• _Exercise requirements_: Please copy every line with the string "serde" from the entries below.

• _Dataset content_:
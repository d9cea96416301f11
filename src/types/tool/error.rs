//! Tool error types.

use serde::{Deserialize, Serialize};
use thiserror::Error;

/// Why a tool invocation did not produce a value.
#[derive(Debug, Clone, PartialEq, Eq, Error)]
pub enum ToolError {
    #[error("tool not found: {name}")]
    NotFound { name: String },

    #[error("invalid arguments for {tool}: {message}")]
    InvalidArguments { tool: String, message: String },

    #[error("{message}")]
    ExecutionFailed { message: String },

    #[error("timeout after {timeout_ms}ms")]
    Timeout { timeout_ms: u64 },
}

impl ToolError {
    pub fn not_found(name: impl Into<String>) -> Self {
        Self::NotFound { name: name.into() }
    }

    pub fn invalid_arguments(tool: impl Into<String>, message: impl Into<String>) -> Self {
        Self::InvalidArguments {
            tool: tool.into(),
            message: message.into(),
        }
    }

    pub fn execution_failed(message: impl Into<String>) -> Self {
        Self::ExecutionFailed {
            message: message.into(),
        }
    }

    pub fn timeout(timeout_ms: u64) -> Self {
        Self::Timeout { timeout_ms }
    }

    pub fn kind(&self) -> ToolErrorKind {
        match self {
            Self::NotFound { .. } => ToolErrorKind::NotFound,
            Self::InvalidArguments { .. } => ToolErrorKind::InvalidArguments,
            Self::ExecutionFailed { .. } => ToolErrorKind::ExecutionFailed,
            Self::Timeout { .. } => ToolErrorKind::Timeout,
        }
    }

    pub fn is_not_found(&self) -> bool {
        matches!(self, Self::NotFound { .. })
    }
}

/// Tag carried by a `failure` tool outcome.
#[derive(Debug, Clone, Copy, PartialEq, Eq, Hash, Serialize, Deserialize)]
#[serde(rename_all = "snake_case")]
pub enum ToolErrorKind {
    NotFound,
    InvalidArguments,
    ExecutionFailed,
    Timeout,
}

impl std::fmt::Display for ToolErrorKind {
    fn fmt(&self, f: &mut std::fmt::Formatter<'_>) -> std::fmt::Result {
        match self {
            ToolErrorKind::NotFound => write!(f, "not_found"),
            ToolErrorKind::InvalidArguments => write!(f, "invalid_arguments"),
            ToolErrorKind::ExecutionFailed => write!(f, "execution_failed"),
            ToolErrorKind::Timeout => write!(f, "timeout"),
        }
    }
}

• _Completed exercise_:
use serde::{Deserialize, Serialize};
#[serde(rename_all = "snake_case")]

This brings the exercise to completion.